Terrorismo no Brasil
Episódios recentes mostram que o Brasil é visto como porto seguro pelos extremistas e é, também, um possível alvo de ataques. Em dezembro de 2013, levantamento do site The Brazil Business indicava a presença de ao menos sete organizações terroristas no Brasil: Al-Qaeda, Jihad Media Battalion, Hezbollah, Hamas, Jihad Islâmica, Al-Gama’a Al-Islamiyya e Grupo Combatente Islâmico Marroquino.
Em 2016, duas semanas antes do início dos Jogos Olímpicos no Rio, a PF prendeu um grupo jihadista islâmico que planejava atentados semelhantes aos dos Jogos de Munique em 1972. Dez suspeitos de serem aliados ao EI foram presos e dois fugiram.

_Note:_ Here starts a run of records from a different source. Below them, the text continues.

use std::num::NonZeroUsize;
use std::slice::Chunks;

/// Largest number of scene ids the Orders API accepts in a single product.
pub const MAX_ITEMS_PER_ORDER: NonZeroUsize = match NonZeroUsize::new(500) {
    Some(n) => n,
    None => panic!("MAX_ITEMS_PER_ORDER must be non-zero"),
};

/// Splits `items` into consecutive slices of at most `chunk_size` elements,
/// preserving order. Only the final slice may be shorter.
///
/// The returned iterator is lazy and single-pass; call `chunk` again to restart.
pub fn chunk<T>(items: &[T], chunk_size: NonZeroUsize) -> Chunks<'_, T> {
    items.chunks(chunk_size.get())
}
use crate::batch;
use crate::config::ProviderConfig;
use crate::order::{DownloadOptions, OrderHandle, OrderRequest, OrderService};
use anyhow::Result;
use serde::{Deserialize, Serialize};
use std::fs;
use std::num::NonZeroUsize;
use std::path::{Path, PathBuf};
use tracing::info;

#[derive(Deserialize, Serialize, Clone, Debug, PartialEq)]
#[serde(tag = "status", rename_all = "snake_case")]
pub enum TaskStatus {
    Pending,
    Submitted { order_id: String },
    Ready { order_id: String },
    Downloaded { order_id: String, files: Vec<PathBuf> },
}

/// One (chunk, item type, bundle) combination.
#[derive(Deserialize, Serialize, Clone, Debug)]
pub struct OrderTask {
    pub chunk: usize,
    pub item_type: String,
    pub bundle: String,
    pub item_ids: Vec<String>,
    pub status: TaskStatus,
}

impl OrderTask {
    pub fn new(chunk: usize, item_ids: &[String], item_type: &str, bundle: &str) -> Self {
        OrderTask {
            chunk,
            item_type: item_type.to_string(),
            bundle: bundle.to_string(),
            item_ids: item_ids.to_vec(),
            status: TaskStatus::Pending,
        }
    }

    pub fn request(&self) -> OrderRequest {
        OrderRequest::new(&self.item_ids, &self.item_type, &self.bundle)
    }
}

/// Every order of a run in submission order, along with how far each got.
///
/// When a ledger path is attached the plan is rewritten after every status
/// change, so an interrupted run can be picked up with [`OrderPlan::read`].
#[derive(Deserialize, Serialize, Debug)]
pub struct OrderPlan {
    pub download_dir: PathBuf,
    pub options: DownloadOptions,
    /// Endpoints and polling of the run, reused on resume.
    #[serde(default)]
    pub provider: ProviderConfig,
    pub tasks: Vec<OrderTask>,
    #[serde(skip)]
    ledger: Option<PathBuf>,
}

impl OrderPlan {
    /// Chunks `item_ids` and crosses each chunk with every item type and
    /// bundle, chunk outermost and bundle innermost.
    pub fn build(
        item_ids: &[String],
        item_types: &[String],
        bundles: &[String],
        max_items: NonZeroUsize,
        download_dir: PathBuf,
        options: DownloadOptions,
    ) -> Self {
        let mut tasks = vec![];
        for (n, chunk) in batch::chunk(item_ids, max_items).enumerate() {
            for item_type in item_types {
                for bundle in bundles {
                    tasks.push(OrderTask::new(n, chunk, item_type, bundle));
                }
            }
        }
        Self {
            download_dir,
            options,
            provider: ProviderConfig::default(),
            tasks,
            ledger: None,
        }
    }

    pub fn with_provider(mut self, provider: ProviderConfig) -> Self {
        self.provider = provider;
        self
    }

    pub fn with_ledger(mut self, path: PathBuf) -> Self {
        self.ledger = Some(path);
        self
    }

    /// Loads a plan and keeps `path` as its ledger.
    pub fn read<P: AsRef<Path>>(path: P) -> Result<Self> {
        let content = fs::read_to_string(&path)?;
        let plan: Self = serde_json::from_str(&content)?;
        Ok(plan.with_ledger(path.as_ref().to_path_buf()))
    }

    pub fn write<P: AsRef<Path>>(self: &Self, path: P) -> Result<()> {
        let content = serde_json::to_string_pretty(self)?;
        fs::write(path, content)?;
        Ok(())
    }

    fn checkpoint(self: &Self) -> Result<()> {
        match &self.ledger {
            Some(path) => self.write(path),
            None => Ok(()),
        }
    }

    pub fn pending(self: &Self) -> usize {
        self.tasks
            .iter()
            .filter(|t| !matches!(t.status, TaskStatus::Downloaded { .. }))
            .count()
    }

    /// Runs submit, wait and download for each task in turn.
    ///
    /// Downloaded tasks are skipped; submitted or ready tasks continue with
    /// their existing order instead of placing a new one. The first error
    /// stops the run, leaving later tasks untouched.
    pub async fn execute(self: &mut Self, orders: &impl OrderService) -> Result<()> {
        self.checkpoint()?;
        for i in 0..self.tasks.len() {
            let task = &self.tasks[i];
            info!(
                "Order {}/{}: chunk {} ({} items), {} / {}",
                i + 1,
                self.tasks.len(),
                task.chunk,
                task.item_ids.len(),
                task.item_type,
                task.bundle
            );

            let order = match task.status.clone() {
                TaskStatus::Downloaded { .. } => {
                    info!("Already downloaded, skipping");
                    continue;
                }
                TaskStatus::Pending => {
                    let handle = orders.create_order(&task.request()).await?;
                    info!("Created order: {}", handle.id);
                    self.set_status(i, TaskStatus::Submitted { order_id: handle.id.clone() })?;
                    self.wait_ready(i, orders, handle).await?
                }
                TaskStatus::Submitted { order_id } => {
                    self.wait_ready(i, orders, OrderHandle { id: order_id }).await?
                }
                TaskStatus::Ready { order_id } => OrderHandle { id: order_id },
            };

            let files = orders
                .download_order(&order, &self.download_dir, &self.options)
                .await?;
            info!("Downloaded order {} ({} files)", order.id, files.len());
            self.set_status(
                i,
                TaskStatus::Downloaded {
                    order_id: order.id,
                    files,
                },
            )?;
        }
        Ok(())
    }

    async fn wait_ready(
        self: &mut Self,
        i: usize,
        orders: &impl OrderService,
        order: OrderHandle,
    ) -> Result<OrderHandle> {
        // this may take several minutes
        orders.wait(&order).await?;
        self.set_status(i, TaskStatus::Ready { order_id: order.id.clone() })?;
        Ok(order)
    }

    fn set_status(self: &mut Self, i: usize, status: TaskStatus) -> Result<()> {
        self.tasks[i].status = status;
        self.checkpoint()
    }
}

#[cfg(test)]
mod tests {
    use super::*;
    use crate::mock::MockOrders;

    fn ids(n: usize) -> Vec<String> {
        (0..n).map(|i| format!("scene_{i}")).collect()
    }

    fn strings(values: &[&str]) -> Vec<String> {
        values.iter().map(|s| s.to_string()).collect()
    }

    fn plan(n: usize, types: &[&str], bundles: &[&str], dir: &Path) -> OrderPlan {
        OrderPlan::build(
            &ids(n),
            &strings(types),
            &strings(bundles),
            batch::MAX_ITEMS_PER_ORDER,
            dir.to_path_buf(),
            DownloadOptions::default(),
        )
    }

    #[test]
    fn test_task_order_is_chunk_type_bundle() {
        let dir = tempfile::tempdir().unwrap();
        let plan = plan(501, &["PSScene", "SkySatScene"], &["visual", "analytic_udm2"], dir.path());
        let order: Vec<(usize, &str, &str)> = plan
            .tasks
            .iter()
            .map(|t| (t.chunk, t.item_type.as_str(), t.bundle.as_str()))
            .collect();
        assert_eq!(
            order,
            vec![
                (0, "PSScene", "visual"),
                (0, "PSScene", "analytic_udm2"),
                (0, "SkySatScene", "visual"),
                (0, "SkySatScene", "analytic_udm2"),
                (1, "PSScene", "visual"),
                (1, "PSScene", "analytic_udm2"),
                (1, "SkySatScene", "visual"),
                (1, "SkySatScene", "analytic_udm2"),
            ]
        );
        assert_eq!(plan.tasks[0].item_ids.len(), 500);
        assert_eq!(plan.tasks[7].item_ids, vec!["scene_500".to_string()]);
    }

    #[test]
    fn test_no_bundles_means_no_tasks() {
        let dir = tempfile::tempdir().unwrap();
        assert!(plan(10, &["PSScene"], &[], dir.path()).tasks.is_empty());
        assert!(plan(10, &[], &["visual"], dir.path()).tasks.is_empty());
    }

    #[test]
    fn test_ledger_keeps_provider_settings() {
        let dir = tempfile::tempdir().unwrap();
        let ledger = dir.path().join("order-plan.json");
        let provider = ProviderConfig {
            orders_url: url::Url::parse("https://orders.example.com/v2/").unwrap(),
            poll_interval_secs: 5,
            max_poll_attempts: 12,
            ..ProviderConfig::default()
        };
        plan(3, &["PSScene"], &["visual"], dir.path())
            .with_provider(provider.clone())
            .write(&ledger)
            .unwrap();

        assert_eq!(OrderPlan::read(&ledger).unwrap().provider, provider);
    }

    #[test]
    fn test_ledger_without_provider_uses_defaults() {
        let dir = tempfile::tempdir().unwrap();
        let ledger = dir.path().join("order-plan.json");
        let content = format!(
            r#"{{"download_dir": {:?}, "options": {{"overwrite": false, "show_progress": true}}, "tasks": []}}"#,
            dir.path().display().to_string()
        );
        fs::write(&ledger, content).unwrap();

        assert_eq!(OrderPlan::read(&ledger).unwrap().provider, ProviderConfig::default());
    }

    #[tokio::test]
    async fn test_execute_walks_every_task() {
        let dir = tempfile::tempdir().unwrap();
        let mut plan = plan(10, &["PSScene"], &["visual", "analytic_udm2"], dir.path());
        let orders = MockOrders::default();

        plan.execute(&orders).await.unwrap();

        assert_eq!(orders.created().len(), 2);
        assert_eq!(orders.waited(), vec!["order-1", "order-2"]);
        assert_eq!(orders.downloaded(), vec!["order-1", "order-2"]);
        assert_eq!(plan.pending(), 0);
    }

    #[tokio::test]
    async fn test_failure_is_recorded_in_ledger() {
        let dir = tempfile::tempdir().unwrap();
        let ledger = dir.path().join("order-plan.json");
        let mut plan = plan(10, &["PSScene"], &["a", "b", "c"], dir.path()).with_ledger(ledger.clone());
        let orders = MockOrders::failing_wait(1);

        assert!(plan.execute(&orders).await.is_err());
        assert_eq!(orders.created().len(), 2);
        assert_eq!(orders.downloaded(), vec!["order-1"]);

        let saved = OrderPlan::read(&ledger).unwrap();
        assert!(matches!(saved.tasks[0].status, TaskStatus::Downloaded { .. }));
        assert_eq!(
            saved.tasks[1].status,
            TaskStatus::Submitted { order_id: "order-2".to_string() }
        );
        assert_eq!(saved.tasks[2].status, TaskStatus::Pending);
    }

    #[tokio::test]
    async fn test_resume_reuses_submitted_orders() {
        let dir = tempfile::tempdir().unwrap();
        let ledger = dir.path().join("order-plan.json");
        let mut plan = plan(10, &["PSScene"], &["a", "b", "c"], dir.path()).with_ledger(ledger.clone());
        plan.tasks[0].status = TaskStatus::Downloaded {
            order_id: "old-1".to_string(),
            files: vec![],
        };
        plan.tasks[1].status = TaskStatus::Submitted { order_id: "old-2".to_string() };
        plan.tasks[2].status = TaskStatus::Ready { order_id: "old-3".to_string() };
        plan.write(&ledger).unwrap();

        let mut resumed = OrderPlan::read(&ledger).unwrap();
        let orders = MockOrders::default();
        resumed.execute(&orders).await.unwrap();

        assert!(orders.created().is_empty());
        assert_eq!(orders.waited(), vec!["old-2"]);
        assert_eq!(orders.downloaded(), vec!["old-2", "old-3"]);
        assert_eq!(OrderPlan::read(&ledger).unwrap().pending(), 0);
    }
}
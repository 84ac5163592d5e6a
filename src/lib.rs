#![allow(async_fn_in_trait)]
pub mod aoi;
pub mod batch;
pub mod catalog;
pub mod config;
pub mod download;
pub mod error;
pub mod filter;
pub mod metadata;
pub mod orchestrator;
pub mod order;
pub mod order_plan;
pub mod planet;
pub mod progress;
pub mod vector;

#[cfg(test)]
mod mock;

pub use error::Error;
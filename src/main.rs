use anyhow::{anyhow, Result};
use clap::{Args, Parser, Subcommand};
use planet_fetch::aoi::AoiSource;
use planet_fetch::catalog;
use planet_fetch::config::{
    default_bundles, default_cloud_cover, default_item_types, AcquisitionRequest, ApiKey,
    OutputOptions, ProviderConfig, DEFAULT_DOWNLOAD_DIR,
};
use planet_fetch::metadata;
use planet_fetch::orchestrator::{self, RunOutcome};
use planet_fetch::order::DownloadOptions;
use planet_fetch::order_plan::OrderPlan;
use planet_fetch::planet::Provider;
use planet_fetch::vector::VectorFormat;
use std::path::PathBuf;
use std::process::ExitCode;
use std::time::Instant;
use tracing::info;

const NO_MATCHES: &str = "No images found. Make filters more flexible.";

#[derive(Parser)]
#[command(name = "planet-fetch", version, about = "Bulk Planet imagery search and ordering")]
struct Cli {
    /// Planet API key, falls back to PL_API_KEY
    #[arg(long, global = true)]
    api_key: Option<String>,

    #[command(subcommand)]
    command: Command,
}

#[derive(Subcommand)]
enum Command {
    /// Search, write metadata, then order and download every match
    Download {
        #[command(flatten)]
        request: RequestArgs,
        #[command(flatten)]
        output: OutputArgs,
        /// Replace files that already exist
        #[arg(long)]
        overwrite: bool,
        /// Hide download progress bars
        #[arg(long)]
        no_progress: bool,
        /// Record order progress in this file so the run can be resumed
        #[arg(long)]
        ledger: Option<PathBuf>,
    },
    /// Search and write metadata without ordering
    Search {
        #[command(flatten)]
        request: RequestArgs,
        #[command(flatten)]
        output: OutputArgs,
    },
    /// Continue the orders recorded in a ledger file
    Resume {
        ledger: PathBuf,
    },
}

#[derive(Args)]
struct RequestArgs {
    /// TOML acquisition request; replaces the flags below
    #[arg(
        long,
        conflicts_with_all = ["aoi", "start_date", "end_date", "item_types", "bundles", "cloud_cover"]
    )]
    request: Option<PathBuf>,
    /// Vector file path or inline GeoJSON
    #[arg(long, required_unless_present = "request")]
    aoi: Option<AoiSource>,
    /// YYYY-MM-DD, inclusive
    #[arg(long, required_unless_present = "request")]
    start_date: Option<String>,
    /// YYYY-MM-DD, inclusive
    #[arg(long, required_unless_present = "request")]
    end_date: Option<String>,
    #[arg(long = "item-type")]
    item_types: Vec<String>,
    #[arg(long = "bundle")]
    bundles: Vec<String>,
    /// Maximum cloud cover fraction
    #[arg(long)]
    cloud_cover: Option<f64>,
}

impl RequestArgs {
    fn into_request(self) -> Result<AcquisitionRequest> {
        if let Some(path) = self.request {
            return AcquisitionRequest::read(path);
        }
        let missing = |flag: &str| anyhow!("--{flag} is required without --request");
        Ok(AcquisitionRequest {
            aoi: self.aoi.ok_or_else(|| missing("aoi"))?,
            start_date: self.start_date.ok_or_else(|| missing("start-date"))?,
            end_date: self.end_date.ok_or_else(|| missing("end-date"))?,
            item_types: non_empty_or(self.item_types, default_item_types),
            bundles: non_empty_or(self.bundles, default_bundles),
            cloud_cover: self.cloud_cover.unwrap_or_else(default_cloud_cover),
            provider: ProviderConfig::default(),
        })
    }
}

fn non_empty_or(values: Vec<String>, default: fn() -> Vec<String>) -> Vec<String> {
    if values.is_empty() {
        default()
    } else {
        values
    }
}

#[derive(Args)]
struct OutputArgs {
    #[arg(long, default_value = DEFAULT_DOWNLOAD_DIR)]
    out: PathBuf,
    /// GeoJSON, or GPKG for a GeoPackage
    #[arg(long, default_value = "GeoJSON", value_parser = parse_format)]
    metadata_format: VectorFormat,
}

fn parse_format(driver: &str) -> Result<VectorFormat, String> {
    Ok(VectorFormat::from_driver(driver))
}

#[tokio::main]
async fn main() -> Result<ExitCode> {
    tracing_subscriber::fmt()
        .with_env_filter(
            tracing_subscriber::EnvFilter::try_from_default_env()
                .unwrap_or_else(|_| tracing_subscriber::EnvFilter::new("info")),
        )
        .init();

    let cli = Cli::parse();
    let api_key = ApiKey::resolve(cli.api_key)?;
    let started = Instant::now();

    let code = match cli.command {
        Command::Download {
            request,
            output,
            overwrite,
            no_progress,
            ledger,
        } => {
            let request = request.into_request()?;
            let provider = Provider::new(api_key, request.provider.clone());
            let output = OutputOptions {
                download_dir: output.out,
                metadata_format: output.metadata_format,
                download: DownloadOptions {
                    overwrite,
                    show_progress: !no_progress,
                },
                ledger,
            };
            match orchestrator::run(&provider, &provider, &request, &output).await? {
                RunOutcome::NoMatches => no_matches(),
                RunOutcome::Completed { scenes, orders, metadata } => {
                    info!(
                        "Ordered {} scenes in {} orders, metadata at {}",
                        scenes,
                        orders,
                        metadata.display()
                    );
                    ExitCode::SUCCESS
                }
            }
        }
        Command::Search { request, output } => {
            let request = request.into_request()?;
            let provider = Provider::new(api_key, request.provider.clone());
            let aoi = request.aoi.resolve()?;
            let scenes = catalog::search_scenes(&provider, &aoi, &request.query()).await?;
            if scenes.is_empty() {
                no_matches()
            } else {
                std::fs::create_dir_all(&output.out)?;
                metadata::persist(&scenes, &output.out, output.metadata_format)?;
                ExitCode::SUCCESS
            }
        }
        Command::Resume { ledger } => {
            let mut plan = OrderPlan::read(&ledger)?;
            let provider = Provider::new(api_key, plan.provider.clone());
            info!("{} of {} orders left", plan.pending(), plan.tasks.len());
            plan.execute(&provider).await?;
            ExitCode::SUCCESS
        }
    };

    info!(
        "Finished in {:.2} minutes",
        started.elapsed().as_secs_f64() / 60.0
    );
    Ok(code)
}

fn no_matches() -> ExitCode {
    eprintln!("{NO_MATCHES}");
    ExitCode::FAILURE
}
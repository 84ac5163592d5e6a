use crate::catalog::SceneRecord;
use crate::vector::{self, VectorFormat, WGS84};
use anyhow::Result;
use chrono::{DateTime, Local, TimeZone};
use geojson::Feature;
use std::path::{Path, PathBuf};
use tracing::info;

const TIMESTAMP_FORMAT: &str = "%Y%m%d_%H%M%S";

/// Writes every record to a new `metadata-<timestamp>` file in `directory`
/// and returns its path. An empty slice still produces a file.
pub fn persist(records: &[SceneRecord], directory: &Path, format: VectorFormat) -> Result<PathBuf> {
    persist_at(records, directory, format, Local::now())
}

pub fn persist_at<Tz: TimeZone>(
    records: &[SceneRecord],
    directory: &Path,
    format: VectorFormat,
    timestamp: DateTime<Tz>,
) -> Result<PathBuf>
where
    Tz::Offset: std::fmt::Display,
{
    let path = directory.join(file_name(&timestamp, format));
    let features: Vec<Feature> = records.iter().map(to_feature).collect();
    vector::write_vector_table(&features, &path, format, WGS84)?;
    info!("Metadata written to {}", path.display());
    Ok(path)
}

fn file_name<Tz: TimeZone>(timestamp: &DateTime<Tz>, format: VectorFormat) -> String
where
    Tz::Offset: std::fmt::Display,
{
    format!(
        "metadata-{}.{}",
        timestamp.format(TIMESTAMP_FORMAT),
        format.extension()
    )
}

/// Flattens a record: its properties, the scene id under `id`, and its
/// footprint as the feature geometry.
fn to_feature(record: &SceneRecord) -> Feature {
    let mut properties = record.properties.clone();
    properties.insert("id".to_string(), record.id.clone().into());
    Feature {
        bbox: None,
        geometry: Some(record.geometry.clone()),
        id: None,
        properties: Some(properties),
        foreign_members: None,
    }
}

#[cfg(test)]
mod tests {
    use super::*;
    use crate::error::Error;
    use crate::mock::scenes;
    use chrono::Utc;

    fn timestamp() -> DateTime<Utc> {
        Utc.with_ymd_and_hms(2024, 5, 29, 20, 50, 23).unwrap()
    }

    #[test]
    fn test_file_name() {
        assert_eq!(
            file_name(&timestamp(), VectorFormat::GeoJson),
            "metadata-20240529_205023.geojson"
        );
        assert_eq!(
            file_name(&timestamp(), VectorFormat::GeoPackage),
            "metadata-20240529_205023.gpkg"
        );
    }

    #[test]
    fn test_records_survive_both_formats() {
        let dir = tempfile::tempdir().unwrap();
        let records = scenes(25, "2020-01-15T14:03:11.000Z", 0.05);

        for format in [VectorFormat::GeoJson, VectorFormat::GeoPackage] {
            let path = persist_at(&records, dir.path(), format, timestamp()).unwrap();
            let features = vector::read_vector_file(&path).unwrap();
            assert_eq!(features.len(), 25, "{format}");
            for (record, feature) in records.iter().zip(&features) {
                let props = feature.properties.as_ref().unwrap();
                assert_eq!(props["id"], record.id.as_str(), "{format}");
                assert_eq!(props["item_type"], "PSScene", "{format}");
                assert_eq!(props["cloud_cover"], 0.05, "{format}");
                assert_eq!(props["ground_control"], true, "{format}");
                assert_eq!(
                    props["instrument_bands"],
                    serde_json::json!(["blue", "green", "red", "nir"]),
                    "{format}"
                );
                assert!(feature.geometry.is_some(), "{format}");
            }
        }
    }

    #[test]
    fn test_empty_records_still_write_a_file() {
        let dir = tempfile::tempdir().unwrap();
        let path = persist_at(&[], dir.path(), VectorFormat::GeoJson, timestamp()).unwrap();
        assert!(path.exists());
        assert!(vector::read_vector_file(&path).unwrap().is_empty());
    }

    #[test]
    fn test_same_second_is_not_overwritten() {
        let dir = tempfile::tempdir().unwrap();
        let records = scenes(1, "2020-01-15T14:03:11.000Z", 0.05);
        persist_at(&records, dir.path(), VectorFormat::GeoPackage, timestamp()).unwrap();
        let err = persist_at(&records, dir.path(), VectorFormat::GeoPackage, timestamp()).unwrap_err();
        assert!(matches!(err.downcast_ref::<Error>(), Some(Error::OutputExists(_))));
    }
}
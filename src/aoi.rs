use crate::error::Error;
use crate::vector;
use anyhow::{Context, Result};
use geo::{unary_union, MultiPolygon, Polygon};
use geojson::{Feature, GeoJson, Geometry};
use serde::{Deserialize, Serialize};
use std::path::PathBuf;
use std::str::FromStr;

/// Where the area of interest comes from.
#[derive(Deserialize, Serialize, Clone, Debug)]
#[serde(untagged)]
pub enum AoiSource {
    /// A vector file whose features are dissolved into one geometry.
    File(PathBuf),
    /// A geometry that is used as is.
    Geometry(Geometry),
    /// Inline features, dissolved like a file.
    Features(Vec<Feature>),
}

impl FromStr for AoiSource {
    type Err = anyhow::Error;

    /// Inline GeoJSON when the text looks like a JSON object, a path otherwise.
    fn from_str(s: &str) -> Result<Self> {
        if !s.trim_start().starts_with('{') {
            return Ok(Self::File(PathBuf::from(s)));
        }
        let geojson: GeoJson = s.parse().context("Invalid inline GeoJSON AOI")?;
        Ok(match geojson {
            GeoJson::Geometry(geometry) => Self::Geometry(geometry),
            GeoJson::Feature(feature) => Self::Features(vec![feature]),
            GeoJson::FeatureCollection(fc) => Self::Features(fc.features),
        })
    }
}

impl AoiSource {
    /// Produces the single geometry used as the search's spatial filter.
    ///
    /// Geometries pass through untouched, validity is left to the provider.
    pub fn resolve(&self) -> Result<Geometry> {
        match self {
            Self::Geometry(geometry) => Ok(geometry.clone()),
            Self::Features(features) => dissolve(features),
            Self::File(path) => {
                let features = vector::read_vector_file(path)
                    .with_context(|| format!("Unable to load AOI from {}", path.display()))?;
                dissolve(&features)
            }
        }
    }
}

/// Unions every polygonal feature into one geometry; a single polygon stays
/// a `Polygon`, anything else becomes a `MultiPolygon`.
fn dissolve(features: &[Feature]) -> Result<Geometry> {
    let mut polygons: Vec<Polygon<f64>> = vec![];
    for geometry in features.iter().filter_map(|f| f.geometry.as_ref()) {
        let geometry = geo::Geometry::<f64>::try_from(&geometry.value)?;
        collect_polygons(geometry, &mut polygons)?;
    }
    if polygons.is_empty() {
        return Err(Error::UnsupportedAoi("no polygon features found".to_string()).into());
    }

    let mut union: MultiPolygon<f64> = unary_union(polygons.iter());
    let value = if union.0.len() == 1 {
        geojson::Value::from(&union.0.remove(0))
    } else {
        geojson::Value::from(&union)
    };
    Ok(Geometry::new(value))
}

fn collect_polygons(geometry: geo::Geometry<f64>, out: &mut Vec<Polygon<f64>>) -> Result<()> {
    match geometry {
        geo::Geometry::Polygon(p) => out.push(p),
        geo::Geometry::MultiPolygon(mp) => out.extend(mp.0),
        geo::Geometry::Rect(r) => out.push(r.to_polygon()),
        geo::Geometry::Triangle(t) => out.push(t.to_polygon()),
        geo::Geometry::GeometryCollection(gc) => {
            for g in gc.0 {
                collect_polygons(g, out)?;
            }
        }
        other => {
            return Err(Error::UnsupportedAoi(format!(
                "AOI geometries must be polygonal, found {}",
                geometry_name(&other)
            ))
            .into())
        }
    }
    Ok(())
}

fn geometry_name(geometry: &geo::Geometry<f64>) -> &'static str {
    match geometry {
        geo::Geometry::Point(_) => "Point",
        geo::Geometry::MultiPoint(_) => "MultiPoint",
        geo::Geometry::Line(_) | geo::Geometry::LineString(_) => "LineString",
        geo::Geometry::MultiLineString(_) => "MultiLineString",
        _ => "Geometry",
    }
}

Mais tarde, em dezembro de 2021, três cidadãos estrangeiros que vivem no Brasil foram adicionados à lista de sanções do Tesouro Norte-americano. Eles foram acusados de contribuir para o financiamento da Al-Qaeda, tendo inclusive mantido contato com figuras importantes do grupo terrorista.
A ameaça voltou a ser evidenciada com a prisão, em outubro de 2023, de três indivíduos supostamente ligados ao Hezbollah que operavam no Brasil. Eles atuavam com a divulgação de propaganda do grupo extremista e planejavam atentados contra entidades judaicas.
Para o tenente-coronel do exército brasileiro André Soares, ex-agente da Abin (Agência Brasileira de Inteligência), tais episódios causam “preocupação enorme”, vez que confirmam a presença do país no mapa das organizações terroristas islâmicas.
“A possibilidade de atentados terroristas em solo brasileiro, perpetrados não apenas por grupos extremistas islâmicos, mas também pelo terrorismo internacional, é real”, diz Soares, mestre em operações militares e autor do livro “Ex-Agente Abre a Caixa-Preta da Abin” (editora Escrituras).
A opinião é compartilhada por Barbara Krysttal, gestora de políticas públicas e analista de inteligência antiterrorismo.
“O Brasil recorrentemente, nos últimos dez, cinco anos, tem tido um aumento significativo de grupos terroristas assediando jovens e cooptando adultos jovens para fazer parte de ações terroristas no mundo todo”, disse ela, que também vê o país sob ameaça de atentados. “Sim, é um polo que tem possibilidade de ser alvo de ações terroristas.”